Children's Hospital of Orange County; University of California, Irvine, Orange, CA, USA.

BACKGROUND: The indications for voiding cystourethrogram (VCUG) were changed with the 2011 American Academy of Pediatrics guidelines, which recommended delaying VCUG until after the second febrile urinary tract infection (UTI). We hypothesized that prevalence of high grade VUR and surgical intervention have increased following publication of the guidelines.
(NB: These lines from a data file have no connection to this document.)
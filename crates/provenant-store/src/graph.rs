//! Node and edge lifecycle

use crate::ledger::{list_provenance, restamp_target};
use crate::rows::{edge_from_row, node_from_row, sql_limit, EDGE_COLUMNS, NODE_COLUMNS};
use crate::{NodeDeletePolicy, SqliteStore, StoreError};
use provenant_domain::traits::GraphStore;
use provenant_domain::{
    current_timestamp_ms, Edge, EdgeId, EdgeType, NewEdge, NewNode, Node, NodeId, NodeType,
    Properties, Provenance, ReviewStatus, Target,
};
use rusqlite::{params, Connection, OptionalExtension};

fn validate_label(label: &str) -> Result<(), StoreError> {
    if label.trim().is_empty() {
        return Err(StoreError::Validation("node label cannot be empty".to_string()));
    }
    Ok(())
}

pub(crate) fn node_exists(conn: &Connection, id: NodeId) -> Result<bool, StoreError> {
    let found = conn
        .query_row("SELECT 1 FROM nodes WHERE id = ?1", params![id.to_bytes()], |_| Ok(()))
        .optional()?;
    Ok(found.is_some())
}

pub(crate) fn edge_exists(conn: &Connection, id: EdgeId) -> Result<bool, StoreError> {
    let found = conn
        .query_row("SELECT 1 FROM edges WHERE id = ?1", params![id.to_bytes()], |_| Ok(()))
        .optional()?;
    Ok(found.is_some())
}

pub(crate) fn insert_node(conn: &Connection, node: &NewNode) -> Result<NodeId, StoreError> {
    validate_label(&node.label)?;
    let id = NodeId::new();
    let now = current_timestamp_ms() as i64;
    conn.execute(
        "INSERT INTO nodes (id, node_type, label, properties, created_at, updated_at)
         VALUES (?1, ?2, ?3, ?4, ?5, ?5)",
        params![
            id.to_bytes(),
            node.node_type.as_str(),
            node.label,
            node.properties.encode()?,
            now,
        ],
    )?;
    Ok(id)
}

pub(crate) fn insert_edge(conn: &Connection, edge: &NewEdge) -> Result<EdgeId, StoreError> {
    for (endpoint, node) in [("source", edge.source_node), ("target", edge.target_node)] {
        if !node_exists(conn, node)? {
            return Err(StoreError::Referential {
                edge_endpoint: endpoint,
                node_id: node.to_string(),
            });
        }
    }

    let id = EdgeId::new();
    conn.execute(
        "INSERT INTO edges (id, edge_type, source_node, target_node, properties, is_negated, created_at)
         VALUES (?1, ?2, ?3, ?4, ?5, ?6, ?7)",
        params![
            id.to_bytes(),
            edge.edge_type.as_str(),
            edge.source_node.to_bytes(),
            edge.target_node.to_bytes(),
            edge.properties.encode()?,
            edge.is_negated,
            current_timestamp_ms() as i64,
        ],
    )?;
    Ok(id)
}

fn update_node_row(
    conn: &Connection,
    id: NodeId,
    label: &str,
    properties: &Properties,
) -> Result<(), StoreError> {
    validate_label(label)?;
    let changed = conn.execute(
        "UPDATE nodes SET label = ?1, properties = ?2, updated_at = ?3 WHERE id = ?4",
        params![
            label,
            properties.encode()?,
            current_timestamp_ms() as i64,
            id.to_bytes()
        ],
    )?;
    if changed == 0 {
        return Err(StoreError::not_found("node", id));
    }
    Ok(())
}

impl SqliteStore {
    fn query_nodes(
        &self,
        sql: &str,
        params: impl rusqlite::Params,
    ) -> Result<Vec<Node>, StoreError> {
        let mut stmt = self.conn.prepare(sql)?;
        let nodes = stmt
            .query_map(params, node_from_row)?
            .collect::<Result<Vec<_>, _>>()?;
        Ok(nodes)
    }

    fn query_edges(
        &self,
        sql: &str,
        params: impl rusqlite::Params,
    ) -> Result<Vec<Edge>, StoreError> {
        let mut stmt = self.conn.prepare(sql)?;
        let edges = stmt
            .query_map(params, edge_from_row)?
            .collect::<Result<Vec<_>, _>>()?;
        Ok(edges)
    }

    /// Review edit: replace label and properties and re-stamp every
    /// provenance record of the node as `edited`, in one transaction
    ///
    /// Returns how many records were re-stamped.
    pub fn edit_node(
        &mut self,
        id: NodeId,
        label: &str,
        properties: Properties,
    ) -> Result<usize, StoreError> {
        let tx = self.conn.transaction()?;
        update_node_row(&tx, id, label, &properties)?;
        let restamped = restamp_target(&tx, Target::Node(id), ReviewStatus::Edited)?;
        tx.commit()?;

        tracing::info!(parent: &self.span, node_id = %id, restamped, "node edited");
        Ok(restamped)
    }

    /// A node with all of its provenance, in insertion order
    pub fn get_node_with_provenance(
        &self,
        id: NodeId,
    ) -> Result<(Node, Vec<Provenance>), StoreError> {
        let node = self.get_node(id)?;
        let provenance = list_provenance(&self.conn, Target::Node(id))?;
        Ok((node, provenance))
    }

    /// An edge with all of its provenance, in insertion order
    pub fn get_edge_with_provenance(
        &self,
        id: EdgeId,
    ) -> Result<(Edge, Vec<Provenance>), StoreError> {
        let edge = self.get_edge(id)?;
        let provenance = list_provenance(&self.conn, Target::Edge(id))?;
        Ok((edge, provenance))
    }

    /// The document node migrated from a legacy source row, if any
    pub fn find_document_by_legacy_source(
        &self,
        legacy_source_id: &str,
    ) -> Result<Option<Node>, StoreError> {
        let sql = format!(
            "SELECT {NODE_COLUMNS} FROM nodes
             WHERE node_type = ?1 AND json_extract(properties, '$.source_id') = ?2
             ORDER BY rowid LIMIT 1"
        );
        let node = self
            .conn
            .query_row(
                &sql,
                params![NodeType::DOCUMENT.as_str(), legacy_source_id],
                node_from_row,
            )
            .optional()?;
        Ok(node)
    }
}

impl GraphStore for SqliteStore {
    type Error = StoreError;

    fn create_node(&mut self, node: NewNode) -> Result<NodeId, Self::Error> {
        let id = insert_node(&self.conn, &node)?;
        tracing::info!(
            parent: &self.span,
            node_id = %id,
            node_type = %node.node_type,
            "node created"
        );
        Ok(id)
    }

    fn create_edge(&mut self, edge: NewEdge) -> Result<EdgeId, Self::Error> {
        let id = insert_edge(&self.conn, &edge)?;
        tracing::info!(
            parent: &self.span,
            edge_id = %id,
            edge_type = %edge.edge_type,
            source = %edge.source_node,
            target = %edge.target_node,
            "edge created"
        );
        Ok(id)
    }

    fn get_node(&self, id: NodeId) -> Result<Node, Self::Error> {
        let sql = format!("SELECT {NODE_COLUMNS} FROM nodes WHERE id = ?1");
        self.conn
            .query_row(&sql, params![id.to_bytes()], node_from_row)
            .optional()?
            .ok_or_else(|| StoreError::not_found("node", id))
    }

    fn get_edge(&self, id: EdgeId) -> Result<Edge, Self::Error> {
        let sql = format!("SELECT {EDGE_COLUMNS} FROM edges WHERE id = ?1");
        self.conn
            .query_row(&sql, params![id.to_bytes()], edge_from_row)
            .optional()?
            .ok_or_else(|| StoreError::not_found("edge", id))
    }

    fn update_node(
        &mut self,
        id: NodeId,
        label: &str,
        properties: Properties,
    ) -> Result<(), Self::Error> {
        update_node_row(&self.conn, id, label, &properties)?;
        tracing::info!(parent: &self.span, node_id = %id, "node updated");
        Ok(())
    }

    fn update_edge_properties(
        &mut self,
        id: EdgeId,
        properties: Properties,
    ) -> Result<(), Self::Error> {
        let changed = self.conn.execute(
            "UPDATE edges SET properties = ?1 WHERE id = ?2",
            params![properties.encode()?, id.to_bytes()],
        )?;
        if changed == 0 {
            return Err(StoreError::not_found("edge", id));
        }
        tracing::info!(parent: &self.span, edge_id = %id, "edge properties updated");
        Ok(())
    }

    fn list_nodes_by_type(
        &self,
        node_type: &NodeType,
        limit: usize,
    ) -> Result<Vec<Node>, Self::Error> {
        let sql = format!(
            "SELECT {NODE_COLUMNS} FROM nodes WHERE node_type = ?1 ORDER BY rowid LIMIT ?2"
        );
        self.query_nodes(&sql, params![node_type.as_str(), sql_limit(limit)])
    }

    fn list_nodes_by_source(&self, source_id: NodeId) -> Result<Vec<Node>, Self::Error> {
        let sql = format!(
            "SELECT {NODE_COLUMNS} FROM nodes
             WHERE id IN (SELECT target_id FROM provenance
                          WHERE target_type = 'node' AND source_id = ?1)
             ORDER BY rowid"
        );
        let nodes = self.query_nodes(&sql, params![source_id.to_bytes()])?;
        tracing::debug!(parent: &self.span, source = %source_id, count = nodes.len(), "nodes by source");
        Ok(nodes)
    }

    fn list_edges_by_type(
        &self,
        edge_type: &EdgeType,
        limit: usize,
    ) -> Result<Vec<Edge>, Self::Error> {
        let sql = format!(
            "SELECT {EDGE_COLUMNS} FROM edges WHERE edge_type = ?1 ORDER BY rowid LIMIT ?2"
        );
        self.query_edges(&sql, params![edge_type.as_str(), sql_limit(limit)])
    }

    fn list_edges_by_source(&self, source_id: NodeId) -> Result<Vec<Edge>, Self::Error> {
        let sql = format!(
            "SELECT {EDGE_COLUMNS} FROM edges
             WHERE id IN (SELECT target_id FROM provenance
                          WHERE target_type = 'edge' AND source_id = ?1)
             ORDER BY rowid"
        );
        self.query_edges(&sql, params![source_id.to_bytes()])
    }

    fn list_edges_for_node(&self, node_id: NodeId) -> Result<Vec<Edge>, Self::Error> {
        let sql = format!(
            "SELECT {EDGE_COLUMNS} FROM edges
             WHERE source_node = ?1 OR target_node = ?1
             ORDER BY rowid"
        );
        self.query_edges(&sql, params![node_id.to_bytes()])
    }

    fn delete_node(&mut self, id: NodeId) -> Result<(), Self::Error> {
        let policy = self.config.node_delete_policy;
        let id_bytes = id.to_bytes();
        let tx = self.conn.transaction()?;

        if !node_exists(&tx, id)? {
            return Err(StoreError::not_found("node", id));
        }

        let incident: i64 = tx.query_row(
            "SELECT COUNT(*) FROM edges WHERE source_node = ?1 OR target_node = ?1",
            params![id_bytes],
            |row| row.get(0),
        )?;
        if incident > 0 && policy == NodeDeletePolicy::Restrict {
            return Err(StoreError::Referential {
                edge_endpoint: "incident",
                node_id: id.to_string(),
            });
        }

        let edge_provenance = tx.execute(
            "DELETE FROM provenance WHERE target_type = 'edge' AND target_id IN
                 (SELECT id FROM edges WHERE source_node = ?1 OR target_node = ?1)",
            params![id_bytes],
        )?;
        let edges = tx.execute(
            "DELETE FROM edges WHERE source_node = ?1 OR target_node = ?1",
            params![id_bytes],
        )?;
        let node_provenance = tx.execute(
            "DELETE FROM provenance WHERE target_type = 'node' AND target_id = ?1",
            params![id_bytes],
        )?;
        tx.execute("DELETE FROM nodes WHERE id = ?1", params![id_bytes])?;
        tx.commit()?;

        tracing::info!(
            parent: &self.span,
            node_id = %id,
            edges,
            provenance = edge_provenance + node_provenance,
            "node deleted"
        );
        Ok(())
    }

    fn delete_edge(&mut self, id: EdgeId) -> Result<(), Self::Error> {
        let id_bytes = id.to_bytes();
        let tx = self.conn.transaction()?;

        if !edge_exists(&tx, id)? {
            return Err(StoreError::not_found("edge", id));
        }
        let provenance = tx.execute(
            "DELETE FROM provenance WHERE target_type = 'edge' AND target_id = ?1",
            params![id_bytes],
        )?;
        tx.execute("DELETE FROM edges WHERE id = ?1", params![id_bytes])?;
        tx.commit()?;

        tracing::info!(parent: &self.span, edge_id = %id, provenance, "edge deleted");
        Ok(())
    }
}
METHODS: Patients with primary VUR were prospectively collected at a single center. The modern cohort was born between 2012-2020 and the historical cohort from 2007-2010. Children with secondary VUR, ureterocele, duplication anomalies, multicystic dysplastic kidney, ectopic ureter were excluded. The two populations were compared based on demographic, VUR characteristics, and the outcomes of UTI development and surgical intervention. UTI development defined as pyuria and bacteriuria on urinalysis and greater than 50,000 CFU/mL of a single organism. Chi-square and Wilcoxon tests were used for analysis. RESULTS: In the modern cohort, 256 patients met inclusion criteria and 73 patients in the historical cohort. Median age at diagnosis did not differ between the two groups (p = 0.16). No differences were found in circumcision status, race/ethnicity, or median follow-up time between the two groups (median 3.2 years in both, p = 0.85). However, the historical cohort had more female patients (68%, 50/73) compared to modern cohort (50%, 128/256, p = 0.005). The rate of high grade VUR increased from 15% (12/73) in historical cohort to 36% (92/256) in modern cohort (p = 0.002). More patients in the contemporary cohort (20%, 52/256) developed UTI during follow-up compared to historical cohort (6.9%, 5/73) but this was not significant (p = 0.20). In the modern cohort, more patients required surgical intervention (19%, 49/256) compared to historical patients (6.9%, 5/73, p= 0.02). CONCLUSIONS: We found a greater than two-fold increase in high grade VUR in the modern cohort and a significantly higher number of patients required surgical management compared to our historical cohort. Our results indicate that modern VUR patients have more severe VUR compared to patients seen prior to 2011. Modern VUR management should account for patients presenting with higher grade VUR and higher risk of UTI.